▶ **How to complete this task**: Please copy each line of the records below that includes the word "players".

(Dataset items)
○ ○ ○
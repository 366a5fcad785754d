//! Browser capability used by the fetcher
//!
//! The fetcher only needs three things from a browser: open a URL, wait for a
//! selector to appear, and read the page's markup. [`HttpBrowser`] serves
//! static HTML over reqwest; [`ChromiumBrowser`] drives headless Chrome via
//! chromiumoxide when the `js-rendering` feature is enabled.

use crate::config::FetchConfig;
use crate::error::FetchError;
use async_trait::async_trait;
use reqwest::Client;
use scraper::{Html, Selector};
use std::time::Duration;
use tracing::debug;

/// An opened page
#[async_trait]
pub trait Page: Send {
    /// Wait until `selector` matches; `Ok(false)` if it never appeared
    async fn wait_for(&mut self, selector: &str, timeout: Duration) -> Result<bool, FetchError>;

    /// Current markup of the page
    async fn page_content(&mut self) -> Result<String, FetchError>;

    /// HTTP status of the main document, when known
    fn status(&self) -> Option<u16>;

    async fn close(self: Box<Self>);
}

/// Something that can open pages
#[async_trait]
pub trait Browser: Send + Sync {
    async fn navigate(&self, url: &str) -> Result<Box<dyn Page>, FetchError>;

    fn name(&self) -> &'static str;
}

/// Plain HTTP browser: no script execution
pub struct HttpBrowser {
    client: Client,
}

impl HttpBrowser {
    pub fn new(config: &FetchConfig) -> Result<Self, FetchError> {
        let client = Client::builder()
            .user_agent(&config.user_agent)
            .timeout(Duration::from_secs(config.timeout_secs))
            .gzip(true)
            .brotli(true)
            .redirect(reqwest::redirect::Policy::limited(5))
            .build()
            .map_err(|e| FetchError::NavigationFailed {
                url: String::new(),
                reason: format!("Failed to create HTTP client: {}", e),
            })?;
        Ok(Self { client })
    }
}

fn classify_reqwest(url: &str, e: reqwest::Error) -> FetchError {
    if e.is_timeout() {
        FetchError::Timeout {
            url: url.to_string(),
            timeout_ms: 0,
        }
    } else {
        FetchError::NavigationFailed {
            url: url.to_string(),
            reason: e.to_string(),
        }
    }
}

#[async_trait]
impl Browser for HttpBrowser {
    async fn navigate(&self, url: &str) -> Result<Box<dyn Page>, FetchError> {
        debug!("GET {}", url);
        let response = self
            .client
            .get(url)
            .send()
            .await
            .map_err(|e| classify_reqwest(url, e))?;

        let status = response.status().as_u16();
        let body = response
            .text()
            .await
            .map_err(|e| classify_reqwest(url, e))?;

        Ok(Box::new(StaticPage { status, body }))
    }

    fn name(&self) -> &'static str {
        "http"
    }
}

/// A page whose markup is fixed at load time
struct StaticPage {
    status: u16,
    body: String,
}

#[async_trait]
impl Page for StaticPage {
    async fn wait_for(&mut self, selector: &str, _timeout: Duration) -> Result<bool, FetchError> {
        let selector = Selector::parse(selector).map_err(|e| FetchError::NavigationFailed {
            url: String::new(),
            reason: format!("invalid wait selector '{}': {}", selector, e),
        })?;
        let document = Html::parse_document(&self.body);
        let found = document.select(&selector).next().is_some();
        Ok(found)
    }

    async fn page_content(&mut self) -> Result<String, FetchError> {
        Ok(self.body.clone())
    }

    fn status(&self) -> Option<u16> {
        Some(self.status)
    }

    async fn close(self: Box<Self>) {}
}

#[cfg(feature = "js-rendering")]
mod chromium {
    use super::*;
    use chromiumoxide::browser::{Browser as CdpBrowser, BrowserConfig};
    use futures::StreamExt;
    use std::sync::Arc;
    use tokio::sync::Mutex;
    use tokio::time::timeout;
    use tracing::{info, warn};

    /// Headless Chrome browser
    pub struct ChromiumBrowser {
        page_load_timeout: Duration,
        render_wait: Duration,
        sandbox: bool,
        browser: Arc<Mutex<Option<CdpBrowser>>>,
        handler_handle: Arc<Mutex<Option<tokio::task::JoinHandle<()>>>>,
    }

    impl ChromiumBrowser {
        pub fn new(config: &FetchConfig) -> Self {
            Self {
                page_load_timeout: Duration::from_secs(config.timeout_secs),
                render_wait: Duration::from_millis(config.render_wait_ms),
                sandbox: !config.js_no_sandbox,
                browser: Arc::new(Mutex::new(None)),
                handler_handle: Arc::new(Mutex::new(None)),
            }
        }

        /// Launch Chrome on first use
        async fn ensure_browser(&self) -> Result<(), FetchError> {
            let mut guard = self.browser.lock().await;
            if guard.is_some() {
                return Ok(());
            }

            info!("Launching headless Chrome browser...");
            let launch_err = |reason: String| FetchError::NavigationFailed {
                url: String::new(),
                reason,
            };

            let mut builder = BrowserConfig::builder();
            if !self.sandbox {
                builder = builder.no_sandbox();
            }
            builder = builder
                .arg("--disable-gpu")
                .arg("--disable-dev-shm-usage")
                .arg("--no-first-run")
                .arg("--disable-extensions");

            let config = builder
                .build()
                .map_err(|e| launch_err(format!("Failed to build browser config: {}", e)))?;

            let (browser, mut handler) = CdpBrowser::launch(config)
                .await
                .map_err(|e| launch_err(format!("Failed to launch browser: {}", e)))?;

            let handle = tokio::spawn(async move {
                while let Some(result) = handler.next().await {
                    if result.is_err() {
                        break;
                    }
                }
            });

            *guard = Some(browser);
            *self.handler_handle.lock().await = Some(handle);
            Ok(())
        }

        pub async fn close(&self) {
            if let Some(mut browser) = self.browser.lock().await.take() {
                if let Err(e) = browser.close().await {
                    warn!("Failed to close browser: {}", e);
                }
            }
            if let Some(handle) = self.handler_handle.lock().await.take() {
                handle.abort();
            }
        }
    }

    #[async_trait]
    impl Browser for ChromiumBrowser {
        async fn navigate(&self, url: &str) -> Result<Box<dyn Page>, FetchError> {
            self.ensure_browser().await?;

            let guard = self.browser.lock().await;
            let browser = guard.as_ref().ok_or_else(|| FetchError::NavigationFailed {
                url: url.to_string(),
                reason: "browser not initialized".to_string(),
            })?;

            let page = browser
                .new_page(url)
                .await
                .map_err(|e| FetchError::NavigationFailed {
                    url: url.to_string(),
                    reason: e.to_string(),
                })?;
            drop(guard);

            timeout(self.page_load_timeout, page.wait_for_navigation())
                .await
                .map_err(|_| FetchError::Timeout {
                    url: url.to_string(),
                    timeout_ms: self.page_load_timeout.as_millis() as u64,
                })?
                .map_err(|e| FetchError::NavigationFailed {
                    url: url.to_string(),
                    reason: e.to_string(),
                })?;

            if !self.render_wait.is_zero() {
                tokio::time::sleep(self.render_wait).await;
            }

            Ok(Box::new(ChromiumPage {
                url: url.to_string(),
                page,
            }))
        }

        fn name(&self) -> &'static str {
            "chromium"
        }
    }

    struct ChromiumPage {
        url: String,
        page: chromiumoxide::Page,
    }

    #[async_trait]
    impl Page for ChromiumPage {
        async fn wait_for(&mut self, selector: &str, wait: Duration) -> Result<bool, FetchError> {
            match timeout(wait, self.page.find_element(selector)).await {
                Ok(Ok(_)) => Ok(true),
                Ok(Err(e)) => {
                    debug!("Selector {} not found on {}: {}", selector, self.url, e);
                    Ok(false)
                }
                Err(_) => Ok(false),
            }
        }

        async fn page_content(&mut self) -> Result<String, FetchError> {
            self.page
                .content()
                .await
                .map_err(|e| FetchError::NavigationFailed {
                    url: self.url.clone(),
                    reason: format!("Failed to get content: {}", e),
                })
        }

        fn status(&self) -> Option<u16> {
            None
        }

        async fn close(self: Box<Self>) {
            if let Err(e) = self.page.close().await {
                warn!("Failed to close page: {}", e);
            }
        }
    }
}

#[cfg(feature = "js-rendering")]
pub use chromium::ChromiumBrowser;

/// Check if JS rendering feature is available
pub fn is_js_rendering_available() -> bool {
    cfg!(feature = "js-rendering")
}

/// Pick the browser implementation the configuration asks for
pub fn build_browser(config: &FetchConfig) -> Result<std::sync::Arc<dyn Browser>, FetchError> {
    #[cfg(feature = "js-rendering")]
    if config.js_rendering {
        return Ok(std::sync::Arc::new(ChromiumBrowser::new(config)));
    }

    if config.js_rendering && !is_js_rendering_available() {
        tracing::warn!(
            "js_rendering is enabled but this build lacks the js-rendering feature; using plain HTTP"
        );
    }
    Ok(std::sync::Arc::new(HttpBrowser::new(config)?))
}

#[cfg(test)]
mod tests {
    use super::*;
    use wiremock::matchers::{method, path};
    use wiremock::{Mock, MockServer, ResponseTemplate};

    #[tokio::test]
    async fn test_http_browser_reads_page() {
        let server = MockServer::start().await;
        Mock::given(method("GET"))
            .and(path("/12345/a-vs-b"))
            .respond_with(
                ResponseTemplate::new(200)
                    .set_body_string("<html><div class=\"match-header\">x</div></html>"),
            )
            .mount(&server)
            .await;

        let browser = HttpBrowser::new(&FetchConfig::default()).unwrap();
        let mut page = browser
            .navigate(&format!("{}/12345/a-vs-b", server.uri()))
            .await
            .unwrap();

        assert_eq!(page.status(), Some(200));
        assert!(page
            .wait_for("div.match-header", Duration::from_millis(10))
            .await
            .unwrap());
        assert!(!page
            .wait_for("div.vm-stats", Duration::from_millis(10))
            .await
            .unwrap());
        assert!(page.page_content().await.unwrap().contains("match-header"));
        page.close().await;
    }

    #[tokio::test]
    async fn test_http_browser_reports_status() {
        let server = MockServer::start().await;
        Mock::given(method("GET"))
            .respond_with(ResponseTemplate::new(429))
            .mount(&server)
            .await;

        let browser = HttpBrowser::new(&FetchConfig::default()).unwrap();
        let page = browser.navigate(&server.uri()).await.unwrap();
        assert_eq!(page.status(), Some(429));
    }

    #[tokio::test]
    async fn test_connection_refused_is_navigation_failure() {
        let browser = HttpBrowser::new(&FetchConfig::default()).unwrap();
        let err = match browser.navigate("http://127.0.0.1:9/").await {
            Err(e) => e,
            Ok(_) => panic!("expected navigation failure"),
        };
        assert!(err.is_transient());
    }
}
○ ○ ○
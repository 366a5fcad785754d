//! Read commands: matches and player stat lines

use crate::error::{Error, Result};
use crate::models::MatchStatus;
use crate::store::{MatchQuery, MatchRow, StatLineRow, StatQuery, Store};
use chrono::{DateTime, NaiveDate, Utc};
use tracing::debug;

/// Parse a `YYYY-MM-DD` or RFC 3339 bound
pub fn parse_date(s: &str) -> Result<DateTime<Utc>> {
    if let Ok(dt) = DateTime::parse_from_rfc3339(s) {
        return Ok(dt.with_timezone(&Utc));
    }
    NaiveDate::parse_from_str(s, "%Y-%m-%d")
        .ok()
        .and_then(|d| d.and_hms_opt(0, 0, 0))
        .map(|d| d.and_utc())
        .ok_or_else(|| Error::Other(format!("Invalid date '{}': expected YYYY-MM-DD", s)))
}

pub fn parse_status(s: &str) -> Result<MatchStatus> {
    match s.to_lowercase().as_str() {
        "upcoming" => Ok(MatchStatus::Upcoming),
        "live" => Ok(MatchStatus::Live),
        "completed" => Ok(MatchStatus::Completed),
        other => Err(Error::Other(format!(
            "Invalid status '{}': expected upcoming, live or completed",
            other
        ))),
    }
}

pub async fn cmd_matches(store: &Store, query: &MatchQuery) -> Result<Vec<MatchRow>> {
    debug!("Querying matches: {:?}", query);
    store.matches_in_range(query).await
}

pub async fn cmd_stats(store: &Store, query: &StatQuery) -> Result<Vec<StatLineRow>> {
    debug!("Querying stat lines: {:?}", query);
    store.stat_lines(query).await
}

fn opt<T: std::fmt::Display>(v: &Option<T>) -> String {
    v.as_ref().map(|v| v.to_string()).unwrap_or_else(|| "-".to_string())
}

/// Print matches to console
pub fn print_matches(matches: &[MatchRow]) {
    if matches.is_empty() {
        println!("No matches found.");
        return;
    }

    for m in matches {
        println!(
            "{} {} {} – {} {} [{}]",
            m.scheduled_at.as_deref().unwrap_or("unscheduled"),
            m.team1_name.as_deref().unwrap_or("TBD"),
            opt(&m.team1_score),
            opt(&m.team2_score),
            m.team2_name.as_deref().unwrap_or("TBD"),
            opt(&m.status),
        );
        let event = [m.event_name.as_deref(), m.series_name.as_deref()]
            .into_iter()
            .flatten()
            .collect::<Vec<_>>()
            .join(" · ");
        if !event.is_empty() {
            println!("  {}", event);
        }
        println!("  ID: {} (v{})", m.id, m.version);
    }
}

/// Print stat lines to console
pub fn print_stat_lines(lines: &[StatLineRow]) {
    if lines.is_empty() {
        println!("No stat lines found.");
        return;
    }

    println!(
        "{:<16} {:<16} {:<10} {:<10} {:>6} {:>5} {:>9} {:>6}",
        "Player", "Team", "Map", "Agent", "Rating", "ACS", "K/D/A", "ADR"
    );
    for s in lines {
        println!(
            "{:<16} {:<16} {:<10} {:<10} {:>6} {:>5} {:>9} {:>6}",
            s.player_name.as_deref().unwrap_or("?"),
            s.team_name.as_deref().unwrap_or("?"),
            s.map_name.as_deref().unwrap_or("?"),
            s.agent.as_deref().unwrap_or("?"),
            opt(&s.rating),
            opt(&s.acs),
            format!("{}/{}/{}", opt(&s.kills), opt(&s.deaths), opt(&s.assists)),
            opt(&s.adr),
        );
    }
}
○ ○ ○
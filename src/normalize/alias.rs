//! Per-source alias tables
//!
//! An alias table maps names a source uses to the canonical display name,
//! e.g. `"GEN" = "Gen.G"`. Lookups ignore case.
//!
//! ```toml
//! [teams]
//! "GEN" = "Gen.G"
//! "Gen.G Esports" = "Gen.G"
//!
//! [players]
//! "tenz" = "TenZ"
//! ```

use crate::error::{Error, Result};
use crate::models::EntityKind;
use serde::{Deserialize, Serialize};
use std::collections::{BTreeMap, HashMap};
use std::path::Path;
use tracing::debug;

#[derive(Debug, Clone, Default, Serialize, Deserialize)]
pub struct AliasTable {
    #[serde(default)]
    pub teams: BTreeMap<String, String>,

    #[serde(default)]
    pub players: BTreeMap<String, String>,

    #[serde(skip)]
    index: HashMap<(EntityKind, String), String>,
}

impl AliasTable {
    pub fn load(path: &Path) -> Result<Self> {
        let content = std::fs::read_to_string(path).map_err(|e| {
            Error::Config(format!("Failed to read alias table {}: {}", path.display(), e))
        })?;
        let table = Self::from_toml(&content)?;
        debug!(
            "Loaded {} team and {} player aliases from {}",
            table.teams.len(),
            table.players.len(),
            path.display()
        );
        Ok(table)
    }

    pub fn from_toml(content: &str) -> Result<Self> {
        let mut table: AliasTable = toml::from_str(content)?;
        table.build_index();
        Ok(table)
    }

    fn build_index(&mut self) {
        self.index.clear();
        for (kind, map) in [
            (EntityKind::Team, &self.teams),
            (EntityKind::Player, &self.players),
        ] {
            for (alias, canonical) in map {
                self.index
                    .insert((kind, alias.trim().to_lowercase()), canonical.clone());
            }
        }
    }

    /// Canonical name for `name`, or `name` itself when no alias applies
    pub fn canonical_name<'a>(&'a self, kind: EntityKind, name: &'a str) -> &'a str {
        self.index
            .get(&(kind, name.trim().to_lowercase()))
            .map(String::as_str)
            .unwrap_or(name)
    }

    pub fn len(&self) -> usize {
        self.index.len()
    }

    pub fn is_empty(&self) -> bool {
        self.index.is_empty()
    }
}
○ ○ ○
▶ **Reply to the exercise**:
//! [players]
    pub players: BTreeMap<String, String>,
            table.players.len(),
            (EntityKind::Player, &self.players),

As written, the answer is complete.